▶ **Requirement**
Nothing in the data may change. Copy all of it exactly.

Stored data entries
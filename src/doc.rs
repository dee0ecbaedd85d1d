//! Doc string parsing: split `<remote><path>` addresses and join them back.
//!
//! A doc doubles as the stable external document ID and as the backend
//! address, so the split/join helpers must round-trip: re-listing a parent
//! produces exactly the doc strings handed out before. Trailing slashes are
//! never part of a canonical doc.

/// Malformed doc or remote-name input. Always the caller's fault.
#[derive(Debug, Clone, PartialEq, Eq, thiserror::Error)]
pub enum ParseError {
    #[error("{0:?} has no remote delimiter")]
    NoRemote(String),
    #[error("invalid remote name {0:?}")]
    InvalidName(String),
    #[error("{0:?} is a directory, expected a file")]
    IsDirectory(String),
}

/// Check that a remote name is acceptable for a config section.
///
/// Accepts ASCII alphanumerics plus `_ - . + @` and inner spaces. A name
/// may not be empty, start with `-` or a space, or end with a space.
pub fn check_remote_name(name: &str) -> Result<(), ParseError> {
    let invalid = || ParseError::InvalidName(name.to_string());

    if name.is_empty() || name.starts_with('-') || name.starts_with(' ') || name.ends_with(' ') {
        return Err(invalid());
    }

    for ch in name.chars() {
        let ok = ch.is_ascii_alphanumeric() || matches!(ch, '_' | '-' | '.' | '+' | '@' | ' ');
        if !ok {
            return Err(invalid());
        }
    }

    Ok(())
}

/// Split a doc into `(remote, path)` where the remote keeps its trailing
/// colon. Fails if the doc has no remote delimiter before any path
/// separator.
pub fn split_remote(doc: &str) -> Result<(String, String), ParseError> {
    let idx = match doc.find(':') {
        Some(idx) => idx,
        None => return Err(ParseError::NoRemote(doc.to_string())),
    };

    let name = &doc[..idx];
    // A slash before the delimiter means the colon belongs to a path
    // component, not a remote name.
    if name.is_empty() || name.contains('/') {
        return Err(ParseError::NoRemote(doc.to_string()));
    }
    check_remote_name(name)?;

    Ok((format!("{name}:"), doc[idx + 1..].to_string()))
}

/// Split a doc into `(parent_doc, leaf_name)`.
///
/// The parent has any trailing slash stripped so that it matches the doc
/// string a listing of the grandparent would produce.
pub fn split_parent_leaf(doc: &str) -> Result<(String, String), ParseError> {
    let (remote, path) = split_remote(doc)?;

    let (parent_raw, leaf) = match path.rfind('/') {
        Some(idx) => (
            format!("{remote}{}", &path[..=idx]),
            path[idx + 1..].to_string(),
        ),
        None => (remote, path),
    };

    Ok((parent_raw.trim_end_matches('/').to_string(), leaf))
}

/// Join a parent doc with a leaf name, the inverse of [`split_parent_leaf`]
/// for well-formed inputs.
pub fn join(parent_doc: &str, leaf_name: &str) -> String {
    let base = parent_doc.trim_end_matches('/');
    if leaf_name.is_empty() {
        return base.to_string();
    }
    if base.ends_with(':') {
        format!("{base}{leaf_name}")
    } else {
        format!("{base}/{leaf_name}")
    }
}

/// Decide how an operation should address a doc on its backend.
///
/// Returns `(root_doc, name)`: the doc to root the backend at and the leaf
/// name to operate on. With `treat_as_file` the doc is addressed through
/// its parent, and a doc with an empty leaf (a bare remote root) is
/// rejected because a file-target operation cannot aim at a directory.
/// Without it, the doc itself is the root; whether the node turns out to be
/// a file is for the caller to probe against the backend.
pub fn resolve_for_operation(doc: &str, treat_as_file: bool) -> Result<(String, String), ParseError> {
    if treat_as_file {
        let (parent, leaf) = split_parent_leaf(doc)?;
        if leaf.is_empty() {
            return Err(ParseError::IsDirectory(doc.to_string()));
        }
        Ok((parent, leaf))
    } else {
        // Validate even though the doc passes through unchanged.
        split_remote(doc)?;
        Ok((doc.to_string(), String::new()))
    }
}

#[cfg(test)]
mod tests {
    use super::*;

    #[test]
    fn split_remote_basic() {
        assert_eq!(
            split_remote("gdrive:/a/b").unwrap(),
            ("gdrive:".to_string(), "/a/b".to_string())
        );
        assert_eq!(
            split_remote("gdrive:").unwrap(),
            ("gdrive:".to_string(), String::new())
        );
    }

    #[test]
    fn split_remote_rejects_missing_delimiter() {
        assert!(matches!(
            split_remote("noremotehere"),
            Err(ParseError::NoRemote(_))
        ));
        assert!(matches!(
            split_remote("dir/with:colon"),
            Err(ParseError::NoRemote(_))
        ));
        assert!(matches!(split_remote(":path"), Err(ParseError::NoRemote(_))));
    }

    #[test]
    fn split_parent_leaf_strips_trailing_slash() {
        assert_eq!(
            split_parent_leaf("gdrive:/a/b").unwrap(),
            ("gdrive:/a".to_string(), "b".to_string())
        );
        assert_eq!(
            split_parent_leaf("gdrive:/a/").unwrap(),
            ("gdrive:/a".to_string(), String::new())
        );
        assert_eq!(
            split_parent_leaf("gdrive:name").unwrap(),
            ("gdrive:".to_string(), "name".to_string())
        );
        assert_eq!(
            split_parent_leaf("gdrive:").unwrap(),
            ("gdrive:".to_string(), String::new())
        );
    }

    #[test]
    fn join_inverts_split() {
        for doc in ["gdrive:/a/b", "gdrive:a/b/c", "gdrive:name", "s3:x y/z.txt"] {
            let (parent, leaf) = split_parent_leaf(doc).unwrap();
            assert_eq!(join(&parent, &leaf), doc);
        }

        // A trailing slash is dropped on reconstruction.
        let (parent, leaf) = split_parent_leaf("gdrive:/a/b/").unwrap();
        assert_eq!(join(&parent, &leaf), "gdrive:/a/b");
    }

    #[test]
    fn join_at_remote_root() {
        assert_eq!(join("gdrive:", "file.txt"), "gdrive:file.txt");
        assert_eq!(join("gdrive:dir", "file.txt"), "gdrive:dir/file.txt");
        assert_eq!(join("gdrive:dir", ""), "gdrive:dir");
    }

    #[test]
    fn resolve_for_operation_file_target() {
        assert_eq!(
            resolve_for_operation("gdrive:/a/b", true).unwrap(),
            ("gdrive:/a".to_string(), "b".to_string())
        );
        assert!(matches!(
            resolve_for_operation("gdrive:", true),
            Err(ParseError::IsDirectory(_))
        ));
    }

    #[test]
    fn resolve_for_operation_directory_target() {
        assert_eq!(
            resolve_for_operation("gdrive:/a/b", false).unwrap(),
            ("gdrive:/a/b".to_string(), String::new())
        );
    }

    #[test]
    fn remote_name_charset() {
        assert!(check_remote_name("my-remote.2+test@x").is_ok());
        assert!(check_remote_name("two words").is_ok());
        assert!(check_remote_name("").is_err());
        assert!(check_remote_name("-leading").is_err());
        assert!(check_remote_name(" leading").is_err());
        assert!(check_remote_name("trailing ").is_err());
        assert!(check_remote_name("bad/slash").is_err());
        assert!(check_remote_name("colon:name").is_err());
    }
}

▶ **Your response**
filename src/doc.rs
repository dee0ecbaedd85d1d
//! Doc string parsing: split `<remote><path>` addresses and join them back.
//!
//! A doc doubles as the stable external document ID and as the backend
//! address, so the split/join helpers must round-trip: re-listing a parent
//! produces exactly the doc strings handed out before. Trailing slashes are
//! never part of a canonical doc.

/// Malformed doc or remote-name input. Always the caller's fault.
#[derive(Debug, Clone, PartialEq, Eq, thiserror::Error)]
pub enum ParseError {
    #[error("{0:?} has no remote delimiter")]
    NoRemote(String),
    #[error("invalid remote name {0:?}")]
    InvalidName(String),
    #[error("{0:?} is a directory, expected a file")]
    IsDirectory(String),
}

/// Check that a remote name is acceptable for a config section.
///
/// Accepts ASCII alphanumerics plus `_ - . + @` and inner spaces. A name
/// may not be empty, start with `-` or a space, or end with a space.
pub fn check_remote_name(name: &str) -> Result<(), ParseError> {
    let invalid = || ParseError::InvalidName(name.to_string());

    if name.is_empty() || name.starts_with('-') || name.starts_with(' ') || name.ends_with(' ') {
        return Err(invalid());
    }

    for ch in name.chars() {
        let ok = ch.is_ascii_alphanumeric() || matches!(ch, '_' | '-' | '.' | '+' | '@' | ' ');
        if !ok {
            return Err(invalid());
        }
    }

    Ok(())
}

/// Split a doc into `(remote, path)` where the remote keeps its trailing
/// colon. Fails if the doc has no remote delimiter before any path
/// separator.
pub fn split_remote(doc: &str) -> Result<(String, String), ParseError> {
    let idx = match doc.find(':') {
        Some(idx) => idx,
        None => return Err(ParseError::NoRemote(doc.to_string())),
    };

    let name = &doc[..idx];
    // A slash before the delimiter means the colon belongs to a path
    // component, not a remote name.
    if name.is_empty() || name.contains('/') {
        return Err(ParseError::NoRemote(doc.to_string()));
    }
    check_remote_name(name)?;

    Ok((format!("{name}:"), doc[idx + 1..].to_string()))
}

/// Split a doc into `(parent_doc, leaf_name)`.
///
/// The parent has any trailing slash stripped so that it matches the doc
/// string a listing of the grandparent would produce.
pub fn split_parent_leaf(doc: &str) -> Result<(String, String), ParseError> {
    let (remote, path) = split_remote(doc)?;

    let (parent_raw, leaf) = match path.rfind('/') {
        Some(idx) => (
            format!("{remote}{}", &path[..=idx]),
            path[idx + 1..].to_string(),
        ),
        None => (remote, path),
    };

    Ok((parent_raw.trim_end_matches('/').to_string(), leaf))
}

/// Join a parent doc with a leaf name, the inverse of [`split_parent_leaf`]
/// for well-formed inputs.
pub fn join(parent_doc: &str, leaf_name: &str) -> String {
    let base = parent_doc.trim_end_matches('/');
    if leaf_name.is_empty() {
        return base.to_string();
    }
    if base.ends_with(':') {
        format!("{base}{leaf_name}")
    } else {
        format!("{base}/{leaf_name}")
    }
}

/// Decide how an operation should address a doc on its backend.
///
/// Returns `(root_doc, name)`: the doc to root the backend at and the leaf
/// name to operate on. With `treat_as_file` the doc is addressed through
/// its parent, and a doc with an empty leaf (a bare remote root) is
/// rejected because a file-target operation cannot aim at a directory.
/// Without it, the doc itself is the root; whether the node turns out to be
/// a file is for the caller to probe against the backend.
pub fn resolve_for_operation(doc: &str, treat_as_file: bool) -> Result<(String, String), ParseError> {
    if treat_as_file {
        let (parent, leaf) = split_parent_leaf(doc)?;
        if leaf.is_empty() {
            return Err(ParseError::IsDirectory(doc.to_string()));
        }
        Ok((parent, leaf))
    } else {
        // Validate even though the doc passes through unchanged.
        split_remote(doc)?;
        Ok((doc.to_string(), String::new()))
    }
}

#[cfg(test)]
mod tests {
    use super::*;

    #[test]
    fn split_remote_basic() {
        assert_eq!(
            split_remote("gdrive:/a/b").unwrap(),
            ("gdrive:".to_string(), "/a/b".to_string())
        );
        assert_eq!(
            split_remote("gdrive:").unwrap(),
            ("gdrive:".to_string(), String::new())
        );
    }

    #[test]
    fn split_remote_rejects_missing_delimiter() {
        assert!(matches!(
            split_remote("noremotehere"),
            Err(ParseError::NoRemote(_))
        ));
        assert!(matches!(
            split_remote("dir/with:colon"),
            Err(ParseError::NoRemote(_))
        ));
        assert!(matches!(split_remote(":path"), Err(ParseError::NoRemote(_))));
    }

    #[test]
    fn split_parent_leaf_strips_trailing_slash() {
        assert_eq!(
            split_parent_leaf("gdrive:/a/b").unwrap(),
            ("gdrive:/a".to_string(), "b".to_string())
        );
        assert_eq!(
            split_parent_leaf("gdrive:/a/").unwrap(),
            ("gdrive:/a".to_string(), String::new())
        );
        assert_eq!(
            split_parent_leaf("gdrive:name").unwrap(),
            ("gdrive:".to_string(), "name".to_string())
        );
        assert_eq!(
            split_parent_leaf("gdrive:").unwrap(),
            ("gdrive:".to_string(), String::new())
        );
    }

    #[test]
    fn join_inverts_split() {
        for doc in ["gdrive:/a/b", "gdrive:a/b/c", "gdrive:name", "s3:x y/z.txt"] {
            let (parent, leaf) = split_parent_leaf(doc).unwrap();
            assert_eq!(join(&parent, &leaf), doc);
        }

        // A trailing slash is dropped on reconstruction.
        let (parent, leaf) = split_parent_leaf("gdrive:/a/b/").unwrap();
        assert_eq!(join(&parent, &leaf), "gdrive:/a/b");
    }

    #[test]
    fn join_at_remote_root() {
        assert_eq!(join("gdrive:", "file.txt"), "gdrive:file.txt");
        assert_eq!(join("gdrive:dir", "file.txt"), "gdrive:dir/file.txt");
        assert_eq!(join("gdrive:dir", ""), "gdrive:dir");
    }

    #[test]
    fn resolve_for_operation_file_target() {
        assert_eq!(
            resolve_for_operation("gdrive:/a/b", true).unwrap(),
            ("gdrive:/a".to_string(), "b".to_string())
        );
        assert!(matches!(
            resolve_for_operation("gdrive:", true),
            Err(ParseError::IsDirectory(_))
        ));
    }

    #[test]
    fn resolve_for_operation_directory_target() {
        assert_eq!(
            resolve_for_operation("gdrive:/a/b", false).unwrap(),
            ("gdrive:/a/b".to_string(), String::new())
        );
    }

    #[test]
    fn remote_name_charset() {
        assert!(check_remote_name("my-remote.2+test@x").is_ok());
        assert!(check_remote_name("two words").is_ok());
        assert!(check_remote_name("").is_err());
        assert!(check_remote_name("-leading").is_err());
        assert!(check_remote_name(" leading").is_err());
        assert!(check_remote_name("trailing ").is_err());
        assert!(check_remote_name("bad/slash").is_err());
        assert!(check_remote_name("colon:name").is_err());
    }
}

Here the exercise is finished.